The final rounds of the exercise focus on the battlegrounds, where the map is most sensitive to small shifts. In the “lean” category, described as margins between one and five points, the simulation places Nevada and Georgia as leaning Republican, and groups Wisconsin, Michigan and Pennsylvania together as states moving in the same direction. The host notes their tendency to travel as a bloc in modern elections, saying the video emphasises that the three have backed the same candidate in every election since 1992.
At that stage, the model gives Vance a commanding lead, with the map showing him surpassing the 270 electoral votes needed to win. The last suspense, such as it is, comes from two “tilt” states, described as decided by less than one point. The simulation labels Minnesota and New Hampshire as tilt Republican, presenting them as potential late-cycle surprises. Minnesota has not voted Republican in a presidential race since 1972, but the host points to narrowing margins in recent elections and describes it as “essentially a pure toss-up”.
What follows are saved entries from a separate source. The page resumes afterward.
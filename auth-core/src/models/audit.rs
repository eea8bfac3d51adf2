//! Audit trail models. Append-only; the core never mutates or deletes events.

use chrono::{DateTime, Utc};
use serde::{Deserialize, Serialize};
use uuid::Uuid;

use super::principal::AuthMethod;

/// Risk score attached to a successful sign-in.
pub const RISK_SIGN_IN_SUCCESS: i32 = 10;
/// Risk score attached to a failed sign-in attempt.
pub const RISK_SIGN_IN_FAILURE: i32 = 40;
/// Risk score for a granted elevated-access challenge.
/// Strictly above any normal login event.
pub const RISK_ELEVATED_GRANTED: i32 = 50;
/// Risk score for a denied elevated-access challenge.
pub const RISK_ELEVATED_DENIED: i32 = 75;
/// Risk score for a challenge the user abandoned. Distinct from a denial.
pub const RISK_ELEVATED_CANCELLED: i32 = 45;

/// Audit event kinds.
#[derive(Debug, Clone, Copy, PartialEq, Eq, Serialize, Deserialize)]
#[serde(rename_all = "snake_case")]
pub enum AuditKind {
    SignIn,
    SignOut,
    SessionRefresh,
    SessionRevokeAll,
    PasswordChange,
    ElevatedChallenge,
    ElevatedOutcome,
}

impl AuditKind {
    pub fn as_str(&self) -> &'static str {
        match self {
            AuditKind::SignIn => "sign_in",
            AuditKind::SignOut => "sign_out",
            AuditKind::SessionRefresh => "session_refresh",
            AuditKind::SessionRevokeAll => "session_revoke_all",
            AuditKind::PasswordChange => "password_change",
            AuditKind::ElevatedChallenge => "elevated_challenge",
            AuditKind::ElevatedOutcome => "elevated_outcome",
        }
    }

    pub fn from_code(code: &str) -> Option<Self> {
        match code {
            "sign_in" => Some(AuditKind::SignIn),
            "sign_out" => Some(AuditKind::SignOut),
            "session_refresh" => Some(AuditKind::SessionRefresh),
            "session_revoke_all" => Some(AuditKind::SessionRevokeAll),
            "password_change" => Some(AuditKind::PasswordChange),
            "elevated_challenge" => Some(AuditKind::ElevatedChallenge),
            "elevated_outcome" => Some(AuditKind::ElevatedOutcome),
            _ => None,
        }
    }
}

/// Append-only audit event.
#[derive(Debug, Clone, Serialize, Deserialize)]
pub struct AuditEvent {
    pub id: Uuid,
    /// None for anonymous failures (unknown username).
    pub principal_id: Option<Uuid>,
    /// Username as attempted, even when no principal matched.
    pub username: String,
    pub kind: AuditKind,
    pub method: Option<AuthMethod>,
    pub success: bool,
    pub failure_reason: Option<String>,
    pub risk_score: i32,
    pub session_id: Option<String>,
    pub detail: serde_json::Value,
    pub created_at: DateTime<Utc>,
}

impl AuditEvent {
    pub fn new(kind: AuditKind, username: impl Into<String>, success: bool) -> Self {
        Self {
            id: Uuid::new_v4(),
            principal_id: None,
            username: username.into(),
            kind,
            method: None,
            success,
            failure_reason: None,
            risk_score: 0,
            session_id: None,
            detail: serde_json::Value::Null,
            created_at: Utc::now(),
        }
    }

    pub fn principal(mut self, id: Uuid) -> Self {
        self.principal_id = Some(id);
        self
    }

    pub fn method(mut self, method: AuthMethod) -> Self {
        self.method = Some(method);
        self
    }

    pub fn failure_reason(mut self, reason: impl Into<String>) -> Self {
        self.failure_reason = Some(reason.into());
        self
    }

    pub fn risk_score(mut self, score: i32) -> Self {
        self.risk_score = score;
        self
    }

    pub fn session(mut self, session_id: impl Into<String>) -> Self {
        self.session_id = Some(session_id.into());
        self
    }

    pub fn detail(mut self, detail: serde_json::Value) -> Self {
        self.detail = detail;
        self
    }
}

/// Filter for audit queries. All fields optional; unset fields match anything.
#[derive(Debug, Clone, Default)]
pub struct AuditFilter {
    pub principal_id: Option<Uuid>,
    pub kind: Option<AuditKind>,
    pub success: Option<bool>,
    pub since: Option<DateTime<Utc>>,
    pub until: Option<DateTime<Utc>>,
}

impl AuditFilter {
    pub fn matches(&self, event: &AuditEvent) -> bool {
        if let Some(pid) = self.principal_id {
            if event.principal_id != Some(pid) {
                return false;
            }
        }
        if let Some(kind) = self.kind {
            if event.kind != kind {
                return false;
            }
        }
        if let Some(success) = self.success {
            if event.success != success {
                return false;
            }
        }
        if let Some(since) = self.since {
            if event.created_at < since {
                return false;
            }
        }
        if let Some(until) = self.until {
            if event.created_at >= until {
                return false;
            }
        }
        true
    }
}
The video ends with a final projection of 326 electoral votes for Vance and 212 for Harris. “This is the 2028 presidential election map,” the host concludes. “According to Grok AI in a matchup between Vice President JD Vance and former Vice President Kla Harris, it gives Vance 326 electoral votes and Harris 212.”
Even within the video’s own framing, the exercise is not a prediction in the traditional sense used by pollsters or election forecasters who build models from vast datasets and update them as new information arrives. It is, instead, a stylised simulation based on a specific scenario, built around a particular assumed matchup and a snapshot of current attitudes and trends as the video’s creator interprets them.
The popularity of the clip reflects a broader public fascination with using AI systems to answer questions that are, by nature, uncertain and highly sensitive to events. Grok, like other large language models, generates outputs based on patterns in the information it has access to and the prompts it receives. While such systems can summarise political landscapes and replicate the language of forecasting, they do not possess knowledge of future events, and they can confidently produce results that look authoritative even when based on debatable assumptions.
For now, the 2028 race remains undefined. Trump’s return to the presidency has already reshaped both parties’ internal calculations about leadership, ideology and succession. On the Republican side, attention has increasingly focused on the role of the vice president and the broader next-generation field. On the Democratic side, the post-2024 period has fuelled debates about whether to rally around familiar national figures or elevate governors and younger lawmakers with regional bases and less political baggage.
In that context, the Grok-based map is best understood as a snapshot of one online creator’s attempt to translate early political signals into an Electoral College picture, rather than a definitive answer about who will win in 2028. The real contest, with its primaries, conventions, televised debates and unpredictable turning points, is still far away.